Microbianor globosus

Scientific classification
- Kingdom: Animalia
- Phylum: Arthropoda
- Subphylum: Chelicerata
- Class: Arachnida
- Order: Araneae
- Infraorder: Araneomorphae
- Family: Salticidae
- Genus: Microbianor
- Species: M. globosus
- Binomial name: Microbianor globosus Haddad & Wesołowska, 2011

= Microbianor globosus =

- Authority: Haddad & Wesołowska, 2011

Species of spider

Microbianor globosus is a species of jumping spider in the genus Microbianor that lives in South Africa. It lives on the banks of the Orange River in Northern Cape. The species was first described in 2011 by Charles Haddad and Wanda Wesołowska. It is a very small spider, with a carapace typically 1.1 mm long and an abdomen typically 1.2 mm long. The carapace is high, broad, short and almost completely dark brown. The abdomen is oval with a white pattern of patches around a central line. The front pair of legs are longer and brown, the remainder being yellow. The male has a characteristic long embolus that curves around the palpal bulb. There is an unusually large spike or apophysis on the pedipalp tibia. This helps identify the species. The female has not been described.

==Taxonomy==
Microbianor globosus is a species of jumping spider that was first described by Charles Haddad and Wanda Wesołowska in 2011. It was one of over 500 species identified by the Polish arachnologist Wesolowska during her career, making her one of the most prolific in the field. They allocated it to the genus Microbianor, which he had first circumscribed by Dmitri Logunov in 2000. The genus name was derived from the way that the spiders related to the genus Bianor and that they were small, less than 3 mm in length. Bianor was named in honour of a Greek poet of the first century. The species itself is named for a Latin word that can be translated "globose" and relates to the shape of the palpal bulb.
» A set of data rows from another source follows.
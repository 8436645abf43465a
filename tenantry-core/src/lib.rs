//! Tenantry Core - Entity Types
//!
//! Pure data structures with no behavior. All other crates depend on this.
//! This crate contains ONLY data types - no business logic.

pub mod config;
pub mod entities;
pub mod error;

pub use config::{CacheTtl, ResolverConfig};
pub use entities::{
    new_domain_id, new_tenant_id, AttributeMap, Domain, DomainId, Tenant, TenantId, TenantUpdate,
    Timestamp,
};
pub use error::{CacheError, ResolveError, StoreError, TenantryError, TenantryResult};
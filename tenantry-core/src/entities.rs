//! Tenant and domain entity types.
//!
//! A `Tenant` is an opaque record: a stable identifier plus arbitrary
//! attributes. A `Domain` associates one external string key with exactly
//! one tenant; a tenant may own zero or more domains, and the
//! first-registered one has resolution precedence.

use chrono::{DateTime, Utc};
use serde::{Deserialize, Serialize};
use std::fmt;
use uuid::Uuid;

/// Timestamp type using UTC timezone.
pub type Timestamp = DateTime<Utc>;

/// Arbitrary tenant attributes, stored as a JSON object.
pub type AttributeMap = serde_json::Map<String, serde_json::Value>;

/// Tenant identifier using UUIDv7 for timestamp-sortable IDs.
#[derive(Debug, Clone, Copy, PartialEq, Eq, Hash, Serialize, Deserialize)]
pub struct TenantId(Uuid);

impl TenantId {
    /// Wrap an existing UUID as a tenant ID.
    pub fn from_uuid(id: Uuid) -> Self {
        Self(id)
    }

    /// Get the underlying UUID.
    pub fn as_uuid(&self) -> Uuid {
        self.0
    }
}

impl fmt::Display for TenantId {
    fn fmt(&self, f: &mut fmt::Formatter<'_>) -> fmt::Result {
        self.0.fmt(f)
    }
}

/// Domain record identifier using UUIDv7.
#[derive(Debug, Clone, Copy, PartialEq, Eq, Hash, Serialize, Deserialize)]
pub struct DomainId(Uuid);

impl DomainId {
    /// Wrap an existing UUID as a domain record ID.
    pub fn from_uuid(id: Uuid) -> Self {
        Self(id)
    }

    /// Get the underlying UUID.
    pub fn as_uuid(&self) -> Uuid {
        self.0
    }
}

impl fmt::Display for DomainId {
    fn fmt(&self, f: &mut fmt::Formatter<'_>) -> fmt::Result {
        self.0.fmt(f)
    }
}

/// Generate a new UUIDv7 tenant ID (timestamp-sortable).
pub fn new_tenant_id() -> TenantId {
    TenantId(Uuid::now_v7())
}

/// Generate a new UUIDv7 domain record ID (timestamp-sortable).
pub fn new_domain_id() -> DomainId {
    DomainId(Uuid::now_v7())
}

/// A tenant record.
///
/// Attributes are deliberately schemaless: the resolution layer never
/// interprets them, it only snapshots them into the cache.
#[derive(Debug, Clone, PartialEq, Serialize, Deserialize)]
pub struct Tenant {
    /// Stable internal identifier.
    pub tenant_id: TenantId,
    /// Arbitrary attributes owned by the backing storage.
    pub attributes: AttributeMap,
    /// Creation timestamp.
    pub created_at: Timestamp,
    /// Last update timestamp.
    pub updated_at: Timestamp,
}

impl Tenant {
    /// Create a new tenant with the given attributes.
    pub fn new(attributes: AttributeMap) -> Self {
        let now = Utc::now();
        Self {
            tenant_id: new_tenant_id(),
            attributes,
            created_at: now,
            updated_at: now,
        }
    }

    /// Get an attribute value by key.
    pub fn attr(&self, key: &str) -> Option<&serde_json::Value> {
        self.attributes.get(key)
    }
}

/// A domain record: one external string key owned by exactly one tenant.
#[derive(Debug, Clone, PartialEq, Eq, Serialize, Deserialize)]
pub struct Domain {
    /// Record identifier.
    pub domain_id: DomainId,
    /// The owning tenant.
    pub tenant_id: TenantId,
    /// The external string key (e.g. a domain name).
    pub domain: String,
    /// Creation timestamp. Insertion order determines resolution precedence.
    pub created_at: Timestamp,
}

impl Domain {
    /// Create a new domain record for a tenant.
    pub fn new(tenant_id: TenantId, domain: impl Into<String>) -> Self {
        Self {
            domain_id: new_domain_id(),
            tenant_id,
            domain: domain.into(),
            created_at: Utc::now(),
        }
    }
}

/// Update payload for tenants.
///
/// Present attribute keys are merged over the stored map; absent keys are
/// left untouched.
#[derive(Debug, Clone, Default)]
pub struct TenantUpdate {
    /// Attribute keys to set or overwrite.
    pub attributes: AttributeMap,
}

impl TenantUpdate {
    /// Create an empty update.
    pub fn new() -> Self {
        Self::default()
    }

    /// Set a single attribute.
    pub fn set(mut self, key: impl Into<String>, value: impl Into<serde_json::Value>) -> Self {
        self.attributes.insert(key.into(), value.into());
        self
    }
}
The genus is related to Bianor and Harmochirus. Subsequent genetic analysis has shown that it is also related toPellenes and other genera grouped in Jerzy Prószyński's Pellenae. These were allocated to the Plexippoida. In 2015, Wayne Maddison grouped the genus along with Bianor and Sibianor into the harmochirines subgroup of the subtribe Harmochirina. He allocated it to the tribe Plexippini. This tribe is allocated to the subclade Saltafresia in the clade Salticoida. In 2016, Prószyński created a group of genera named Harmochirines, named after the genus Harmochirus, which contains the genera.

==Description==
The spider is very small and stout. The male has a carapace that measures typically 1.1 mm in length and 1.0 mm in width. It is high, broad and short, dark brown and covered in dark hairs apart from white hairs on the front edges. The eye field is darker, covered in long bristles with a scattering of white scales near the eyes themselves. The mouthparts consist of light brown chelicerae that are unidentate and maxilae that are straight with a small bump on the very edges. The underside of the carapace, the sternum, is dark. The oval abdomen is typically 1.2 mm long and 0.9 mm wide. It is slightly flattened with a large scutum. The topside is brown with a pattern consisting of a thin line down most of the middle and six patches on the sides arranged in pairs, the rearmost ones the largest, made of white hairs. The underside is dark. The spinnerets are brown. The front legs are brown. They have a slightly swollen tibia. The remaining legs are smaller than the front pair and yellow. They have a single spine on them. The pedipalps are brown. They have a short tibia with a very large curved spike or apophysis. The palpal bulb is rounded with an extension on the tegulum. The embolus is long, stretching round the palpal bulb, with a curved thin tip. The large tibial apophysis is the most distinctive feature of the species and enables it to be distinguished from others in the genus. The female has not been described.

==Distribution and habitat==
The first Microbianor species were found in Seychelles and the other islands of the Indian Ocean. Microbianor globosus is the first to be discovered in continental Africa. It is endemic to South Africa. The holotype was discovered near Prieska in Northern Cape in 2009. It lives on grass tussocks on the banks of the Orange River.